Panic, an old, familiar friend, closed its icy hands around his throat. This was a bad trip. The worst one yet. The DTs—shadows crawling at the edges of his vision. He was back in his shitty apartment, sweating, shaking, every corner alive with things that weren't there.
He scrambled backward on hands and heels, a crab-like retreat of pure terror. His power reacted to his fear. A golden shockwave erupted from him, uncontrolled and furious, vaporizing the rubble around him. The force slammed into the monster—but also ripped through the street, throwing terrified civilians to the ground, splintering walls, and shattering windows. Screams pierced the air, swallowed instantly by the roar of his own energy.
But It didn't scream. It absorbed it. The darkness of its form drank the light, swelling, growing more solid, more real. The grey, stone-like skin took on a polished, obsidian sheen.
"More," it hissed, its voice now a chorus of a thousand corrupted whispers. "Give me more. Your fear tastes like candy."
It lunged again. The Sentry didn't fight this time. He ran—hands scraping concrete, fear fueling the eruption inside him.
He shot backward like a living cannonball, shearing the facade off a bank in a storm of glass and steel. People on the street screamed, diving for cover—some too slow. A few were caught under falling debris. Cars were crushed. Mothers and children toppled by the force, some never getting up.
He spun through the air, uncontrolled, the city a dizzying blur. His body was a runaway reactor. His mind screamed, but he couldn't stop, couldn't steer.
Then the parking garage. He crashed through the roof, smashing through three concrete levels. Cars twisted, ceilings collapsed. The survivors inside the garage were few; several were killed instantly, others crushed or buried under rubble. Dust choked the air.
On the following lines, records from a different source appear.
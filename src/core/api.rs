//! HTTP + WebSocket API for the lesson engine
//!
//! Endpoints:
//! - GET /health - Health check
//! - POST /session/new - Create new session (optional profile)
//! - GET /session/{id} - Dashboard view
//! - DELETE /session/{id} - End the session
//! - PUT /session/{id}/profile - Set goal and background
//! - POST /session/{id}/course - Generate a course for the profile goal
//! - DELETE /session/{id}/course - Clear the course, keep XP and badges
//! - POST /session/{id}/lesson/{lesson_id} - Load a lesson and open it
//! - POST /session/{id}/command - Apply a `SessionCommand`
//! - WS /ws/{id} - Live updates
//!
//! Generator calls run without holding the session lock, in a spawned task
//! that always finishes the request ticket, even when the client hangs up.
//! The ticket makes the late response safe to apply or discard.

use axum::{
    extract::{Path, State, WebSocketUpgrade, ws::{Message, WebSocket}},
    http::StatusCode,
    response::{IntoResponse, Json, Response},
    routing::{get, post, put},
    Router,
};
use serde::{Deserialize, Serialize};
use std::collections::HashMap;
use std::sync::Arc;
use tokio::sync::{broadcast, RwLock};
use tokio::task::JoinError;
use tracing::{debug, error, info};

use crate::config::AppConfig;
use crate::core::content::ContentGenerator;
use crate::core::session::{CourseJob, LessonJob, Session, SessionCommand, SessionOutput};
use crate::core::view::DashboardView;
use crate::types::{SessionReason, Timer, UserProfile};

/// One learner's session plus its live-update channel
pub struct SessionEntry {
    pub session: Session,
    pub update_tx: broadcast::Sender<SessionUpdate>,
}

impl SessionEntry {
    fn broadcast(&self, reason: SessionReason) {
        if self.update_tx.receiver_count() == 0 {
            return;
        }
        let _ = self.update_tx.send(SessionUpdate {
            reason,
            view: DashboardView::of(&self.session),
        });
    }
}

/// Live update message
#[derive(Debug, Clone, Serialize)]
pub struct SessionUpdate {
    pub reason: SessionReason,
    pub view: DashboardView,
}

/// App state
pub struct AppState {
    pub sessions: RwLock<HashMap<String, SessionEntry>>,
    pub generator: ContentGenerator,
    pub config: AppConfig,
}

/// Create new session request
#[derive(Debug, Default, Deserialize)]
pub struct NewSessionRequest {
    pub profile: Option<UserProfile>,
}

/// Create new session response
#[derive(Debug, Serialize)]
pub struct NewSessionResponse {
    pub session_id: String,
    pub websocket_url: String,
}

/// Result of a mutation plus the state it left behind
#[derive(Debug, Serialize)]
pub struct CommandResponse {
    pub output: SessionOutput,
    pub view: DashboardView,
}

/// Health response
#[derive(Debug, Serialize)]
pub struct HealthResponse {
    pub status: String,
    pub version: String,
    pub sessions_active: usize,
    pub generator_online: bool,
}

/// Error body: one-shot message for the shell to show
#[derive(Debug, Serialize)]
pub struct ErrorBody {
    pub code: String,
    pub message: String,
}

#[derive(Debug)]
pub struct ApiError {
    status: StatusCode,
    body: ErrorBody,
}

impl ApiError {
    fn no_session() -> Self {
        Self {
            status: StatusCode::NOT_FOUND,
            body: ErrorBody {
                code: "SESSION_NOT_FOUND".to_string(),
                message: "Session not found".to_string(),
            },
        }
    }
}

impl From<JoinError> for ApiError {
    fn from(e: JoinError) -> Self {
        error!(error = %e, "generation task failed");
        Self {
            status: StatusCode::INTERNAL_SERVER_ERROR,
            body: ErrorBody {
                code: "TASK_FAILED".to_string(),
                message: "Request could not be completed".to_string(),
            },
        }
    }
}

impl From<SessionReason> for ApiError {
    fn from(reason: SessionReason) -> Self {
        Self {
            status: status_for(reason),
            body: ErrorBody {
                code: reason.code().to_string(),
                message: reason.description().to_string(),
            },
        }
    }
}

impl IntoResponse for ApiError {
    fn into_response(self) -> Response {
        (self.status, Json(self.body)).into_response()
    }
}

type ApiResult = Result<Json<CommandResponse>, ApiError>;

/// HTTP status for a session reason that did not succeed
pub fn status_for(reason: SessionReason) -> StatusCode {
    match reason {
        SessionReason::S502_NO_PROFILE => StatusCode::BAD_REQUEST,
        SessionReason::S508_NO_COURSE
        | SessionReason::S509_UNKNOWN_LESSON
        | SessionReason::S513_NO_ACTIVE_LESSON => StatusCode::NOT_FOUND,
        SessionReason::S503_REQUEST_PENDING
        | SessionReason::S507_STALE_RESPONSE
        | SessionReason::S510_LESSON_LOCKED
        | SessionReason::S511_LESSON_ACTIVE => StatusCode::CONFLICT,
        SessionReason::S505_COURSE_REJECTED => StatusCode::UNPROCESSABLE_ENTITY,
        SessionReason::S506_GENERATION_FAILED | SessionReason::S523_LESSON_UNAVAILABLE => StatusCode::BAD_GATEWAY,
        _ => StatusCode::OK,
    }
}

/// Create the API router
pub fn create_router(config: AppConfig, generator: ContentGenerator) -> Router {
    let state = Arc::new(AppState {
        sessions: RwLock::new(HashMap::new()),
        generator,
        config,
    });

    Router::new()
        .route("/health", get(health))
        .route("/session/new", post(create_session))
        .route("/session/:id", get(get_session).delete(delete_session))
        .route("/session/:id/profile", put(set_profile))
        .route("/session/:id/course", post(generate_course).delete(clear_course))
        .route("/session/:id/lesson/:lesson_id", post(open_lesson))
        .route("/session/:id/command", post(apply_command))
        .route("/ws/:id", get(websocket_handler))
        .with_state(state)
}

/// Health check endpoint
async fn health(State(state): State<Arc<AppState>>) -> Json<HealthResponse> {
    let sessions = state.sessions.read().await;
    Json(HealthResponse {
        status: "ok".to_string(),
        version: crate::VERSION.to_string(),
        sessions_active: sessions.len(),
        generator_online: state.generator.is_online(),
    })
}

/// Create new session
async fn create_session(
    State(state): State<Arc<AppState>>,
    req: Option<Json<NewSessionRequest>>,
) -> Json<NewSessionResponse> {
    let req = req.map(|Json(r)| r).unwrap_or_default();
    let mut session = Session::new(state.config.shuffler());
    if let Some(profile) = req.profile {
        session.set_profile(profile);
    }
    let session_id = session.id().to_string();
    let (tx, _) = broadcast::channel(100);

    let mut sessions = state.sessions.write().await;
    sessions.insert(session_id.clone(), SessionEntry { session, update_tx: tx });
    info!(session = %session_id, active = sessions.len(), "session created");

    Json(NewSessionResponse {
        websocket_url: format!("/ws/{}", session_id),
        session_id,
    })
}

/// Dashboard view
async fn get_session(
    State(state): State<Arc<AppState>>,
    Path(id): Path<String>,
) -> Result<Json<DashboardView>, ApiError> {
    let sessions = state.sessions.read().await;
    let entry = sessions.get(&id).ok_or_else(ApiError::no_session)?;
    Ok(Json(DashboardView::of(&entry.session)))
}

/// Drop the session; in-flight requests and timers for it become no-ops
async fn delete_session(
    State(state): State<Arc<AppState>>,
    Path(id): Path<String>,
) -> Result<StatusCode, ApiError> {
    let mut sessions = state.sessions.write().await;
    sessions.remove(&id).ok_or_else(ApiError::no_session)?;
    info!(session = %id, active = sessions.len(), "session ended");
    Ok(StatusCode::NO_CONTENT)
}

async fn set_profile(
    State(state): State<Arc<AppState>>,
    Path(id): Path<String>,
    Json(profile): Json<UserProfile>,
) -> ApiResult {
    let mut sessions = state.sessions.write().await;
    let entry = sessions.get_mut(&id).ok_or_else(ApiError::no_session)?;
    let out = entry.session.set_profile(profile);
    commit(&state, entry, out)
}

async fn generate_course(
    State(state): State<Arc<AppState>>,
    Path(id): Path<String>,
) -> ApiResult {
    let job = {
        let mut sessions = state.sessions.write().await;
        let entry = sessions.get_mut(&id).ok_or_else(ApiError::no_session)?;
        let job = entry.session.begin_course_request()?;
        entry.broadcast(SessionReason::S503_REQUEST_PENDING);
        job
    };

    tokio::spawn(finish_course(state, id, job)).await?
}

/// Runs detached from the handler so the ticket is finished even if the
/// client goes away
async fn finish_course(state: Arc<AppState>, id: String, job: CourseJob) -> ApiResult {
    let result = state.generator.generate_course_outline(&job.profile).await;

    let mut sessions = state.sessions.write().await;
    let entry = sessions.get_mut(&id).ok_or_else(ApiError::no_session)?;
    let out = entry.session.finish_course_request(job.ticket, result);
    commit(&state, entry, out)
}

async fn clear_course(
    State(state): State<Arc<AppState>>,
    Path(id): Path<String>,
) -> ApiResult {
    let mut sessions = state.sessions.write().await;
    let entry = sessions.get_mut(&id).ok_or_else(ApiError::no_session)?;
    let out = entry.session.apply(SessionCommand::ClearCourse);
    commit(&state, entry, out)
}

async fn open_lesson(
    State(state): State<Arc<AppState>>,
    Path((id, lesson_id)): Path<(String, String)>,
) -> ApiResult {
    let job = {
        let mut sessions = state.sessions.write().await;
        let entry = sessions.get_mut(&id).ok_or_else(ApiError::no_session)?;
        entry.session.begin_lesson_request(&lesson_id)?
    };

    tokio::spawn(finish_lesson(state, id, lesson_id, job)).await?
}

async fn finish_lesson(state: Arc<AppState>, id: String, lesson_id: String, job: LessonJob) -> ApiResult {
    let result = state
        .generator
        .generate_lesson_content(&job.topic, &job.lesson, job.profile.as_ref())
        .await;

    let mut sessions = state.sessions.write().await;
    let entry = sessions.get_mut(&id).ok_or_else(ApiError::no_session)?;
    let out = entry.session.finish_lesson_request(job.ticket, &lesson_id, result);
    commit(&state, entry, out)
}

async fn apply_command(
    State(state): State<Arc<AppState>>,
    Path(id): Path<String>,
    Json(command): Json<SessionCommand>,
) -> ApiResult {
    let mut sessions = state.sessions.write().await;
    let entry = sessions.get_mut(&id).ok_or_else(ApiError::no_session)?;
    let out = entry.session.apply(command);
    commit(&state, entry, out)
}

/// Schedule follow-up timers, notify watchers, shape the response
fn commit(state: &Arc<AppState>, entry: &mut SessionEntry, mut out: SessionOutput) -> ApiResult {
    let timers = std::mem::take(&mut out.timers);
    schedule_timers(state, entry.session.id(), timers);
    entry.broadcast(out.reason);

    if !out.is_ok() {
        return Err(out.reason.into());
    }
    Ok(Json(CommandResponse {
        view: DashboardView::of(&entry.session),
        output: out,
    }))
}

/// Deliver each timer back through `Session::fire` once it expires
fn schedule_timers(state: &Arc<AppState>, session_id: &str, timers: Vec<Timer>) {
    for timer in timers {
        let state = Arc::clone(state);
        let id = session_id.to_string();
        tokio::spawn(async move {
            tokio::time::sleep(timer.delay()).await;
            let mut sessions = state.sessions.write().await;
            let Some(entry) = sessions.get_mut(&id) else {
                debug!(session = %id, "timer for dropped session");
                return;
            };
            let out = entry.session.fire(timer);
            if out.is_ok() {
                entry.broadcast(out.reason);
            }
        });
    }
}

/// WebSocket handler for live updates
async fn websocket_handler(
    State(state): State<Arc<AppState>>,
    Path(id): Path<String>,
    ws: WebSocketUpgrade,
) -> Result<impl IntoResponse, ApiError> {
    let sessions = state.sessions.read().await;
    let entry = sessions.get(&id).ok_or_else(ApiError::no_session)?;
    let rx = entry.update_tx.subscribe();
    drop(sessions);

    Ok(ws.on_upgrade(move |socket| async move {
        handle_websocket(socket, rx).await;
    }))
}

/// Handle WebSocket connection
async fn handle_websocket(mut socket: WebSocket, mut rx: broadcast::Receiver<SessionUpdate>) {
    while let Ok(update) = rx.recv().await {
        let json = serde_json::to_string(&update).unwrap_or_default();
        if socket.send(Message::Text(json)).await.is_err() {
            break;
        }
    }
}

/// Run the API server
pub async fn run_server(config: AppConfig) -> Result<(), Box<dyn std::error::Error>> {
    let generator = config.content_generator()?;
    let addr = config.addr.clone();
    let router = create_router(config, generator);
    let listener = tokio::net::TcpListener::bind(&addr).await?;
    info!(%addr, "lesson engine API listening");
    println!("Lesson engine API running on {}", addr);
    println!("  POST   /session/new                  - Create session");
    println!("  GET    /session/:id                  - Dashboard view");
    println!("  DELETE /session/:id                  - End session");
    println!("  PUT    /session/:id/profile          - Set profile");
    println!("  POST   /session/:id/course           - Generate course");
    println!("  DELETE /session/:id/course           - Clear course");
    println!("  POST   /session/:id/lesson/:lesson   - Open lesson");
    println!("  POST   /session/:id/command          - Apply command");
    println!("  WS     /ws/:id                       - Live updates");
    println!("  GET    /health                       - Health check");
    axum::serve(listener, router).await?;
    Ok(())
}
Shouts became screams, screams became silence. When he finally came to rest in a crater of his own making, the stunned few huddled in shock, bloodied and broken.
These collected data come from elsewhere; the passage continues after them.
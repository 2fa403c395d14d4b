//! Injectable permutations for the matching layout

use rand::rngs::StdRng;
use rand::seq::SliceRandom;
use rand::SeedableRng;

/// Produces a permutation of `0..len`
pub trait Shuffler: Send + Sync {
    fn permutation(&mut self, len: usize) -> Vec<usize>;
}

/// Uniform random permutations
#[derive(Debug)]
pub struct RandomShuffler {
    rng: StdRng,
}

impl RandomShuffler {
    pub fn new() -> Self {
        Self { rng: StdRng::from_entropy() }
    }

    /// Reproducible sequence of permutations
    pub fn seeded(seed: u64) -> Self {
        Self { rng: StdRng::seed_from_u64(seed) }
    }
}

impl Default for RandomShuffler {
    fn default() -> Self {
        Self::new()
    }
}

impl Shuffler for RandomShuffler {
    fn permutation(&mut self, len: usize) -> Vec<usize> {
        let mut order: Vec<usize> = (0..len).collect();
        order.shuffle(&mut self.rng);
        order
    }
}

/// Keeps catalog order
#[derive(Debug, Default, Clone, Copy)]
pub struct IdentityShuffler;

impl Shuffler for IdentityShuffler {
    fn permutation(&mut self, len: usize) -> Vec<usize> {
        (0..len).collect()
    }
}

#[cfg(test)]
mod tests {
    use super::*;

    fn is_permutation(order: &[usize], len: usize) -> bool {
        let mut sorted = order.to_vec();
        sorted.sort_unstable();
        sorted == (0..len).collect::<Vec<_>>()
    }

    #[test]
    fn test_random_is_permutation() {
        let mut s = RandomShuffler::new();
        for len in [0, 1, 3, 8] {
            assert!(is_permutation(&s.permutation(len), len));
        }
    }

    #[test]
    fn test_seeded_is_reproducible() {
        let mut a = RandomShuffler::seeded(7);
        let mut b = RandomShuffler::seeded(7);
        assert_eq!(a.permutation(10), b.permutation(10));
    }

    #[test]
    fn test_identity() {
        assert_eq!(IdentityShuffler.permutation(3), vec![0, 1, 2]);
    }
}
He had not meant to hurt anyone. But they were gone. And the city would not soon forget the day the Sentry's fear became a weapon.
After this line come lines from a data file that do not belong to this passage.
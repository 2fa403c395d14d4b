//! Session: the single mutation entry point for one learner
//!
//! Owns profile, course, ledger and the running lesson attempt. Every
//! mutation is either a synchronous `SessionCommand`, a request/response
//! pair around the content generator, or a delayed `Timer` that the caller
//! schedules and feeds back through `fire`.
//!
//! Counters:
//! - `course_epoch` bumps whenever the course or profile changes; request
//!   tickets from an older epoch are stale.
//! - `mood_epoch` bumps on every dashboard mood change; mood timers carry it.
//! - `badge_epoch` bumps on every badge notice; notice timers carry it.
//! - Shake timers carry the engine's own shake token.

use std::sync::atomic::{AtomicU64, Ordering};
use std::time::Duration;
use chrono::{DateTime, Utc};
use serde::{Deserialize, Serialize};
use tracing::{debug, info, warn};

use crate::core::ledger::{complete_lesson, LessonCompletion};
use crate::core::quiz::QuizEngine;
use crate::core::rewards::{award_badge, credit_lesson, feed, FeedOutcome};
use crate::core::shuffle::{RandomShuffler, Shuffler};
use crate::types::{
    Badge, Course, GenerationError, Lesson, LessonContent, MascotLevel, Mood, ProgressLedger,
    QuizOutcome, QuizOutput, QuizReason, SessionReason, Timer, TimerKind, UserProfile,
};
use crate::{
    BADGE_NOTICE_MS, COURSE_CELEBRATION_MS, EATING_MS, IDLE_BORED_MS, LESSON_CELEBRATION_MS,
    STARTING_FOOD,
};

static NEXT_TICKET: AtomicU64 = AtomicU64::new(1);

/// Synchronous actions
#[derive(Debug, Clone, PartialEq, Eq, Serialize, Deserialize)]
#[serde(tag = "type", rename_all = "snake_case")]
pub enum SessionCommand {
    StartQuiz,
    SelectOption { option: String },
    Submit,
    SelectLeft { term: String },
    SelectRight { term: String },
    Advance,
    ExitLesson,
    Feed,
    DismissLevelUp,
    ClearCourse,
}

/// Proof that a generator request was admitted
#[derive(Debug, Clone, Copy, PartialEq, Eq, Serialize)]
pub struct RequestTicket {
    pub id: u64,
    pub epoch: u64,
}

/// Inputs for a course outline request
#[derive(Debug, Clone)]
pub struct CourseJob {
    pub ticket: RequestTicket,
    pub profile: UserProfile,
}

/// Inputs for a lesson content request
#[derive(Debug, Clone)]
pub struct LessonJob {
    pub ticket: RequestTicket,
    pub topic: String,
    pub lesson: Lesson,
    pub profile: Option<UserProfile>,
}

/// The running lesson attempt
#[derive(Debug, Clone)]
pub struct ActiveLesson {
    pub lesson_id: String,
    pub title: String,
    pub engine: QuizEngine,
}

/// Result of any session mutation
#[derive(Debug, Clone, Serialize)]
pub struct SessionOutput {
    pub timestamp: DateTime<Utc>,
    pub reason: SessionReason,
    /// Mood currently shown (lesson mood while a lesson is open)
    pub mood: Mood,
    #[serde(skip_serializing_if = "Option::is_none")]
    pub quiz: Option<QuizOutput>,
    #[serde(skip_serializing_if = "Option::is_none")]
    pub completion: Option<LessonCompletion>,
    #[serde(skip_serializing_if = "Option::is_none")]
    pub badge: Option<Badge>,
    #[serde(skip_serializing_if = "Option::is_none")]
    pub feed: Option<FeedOutcome>,
    /// Delayed commands the caller must schedule
    #[serde(skip)]
    pub timers: Vec<Timer>,
}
Above, on the street, the Void-Jenkins lingered. It didn't chase him. It didn't need to. Its pitch-black eyes swept over the screaming, scrambling crowd. People dove for cover, but there wasn't enough room. Falling glass cut arms and faces; cars twisted under the force of debris. A mother shouted for her child, only to see him thrown across the street. The crowd's terror was delicious to the thing, and it smiled—a wide, impossible gash of nothingness. New toys. New chaos.
Deep in the cold, suffocating rubble, Bob Reynolds curled into a ball. The golden brilliance of his body flickered, unstable. Dust and tears coated his face. Screams rose above him again—some alive, some echoing from those already crushed. He could feel the weight of what he had done, and yet the noise, the crashing, the screaming pressed into him like a living thing he could not escape.
He had the power of a god.
And all he wanted was a fix. Anything to make it stop. The fear. The light. The noise. The everything.
He was a hero who had never been in a fight. A savior who only knew destruction. A sun fallen from the sky, leaving ruin in its wake. And in that darkness, something infinitely worse waited—patient, smiling, and already learning which screams were the sweetest.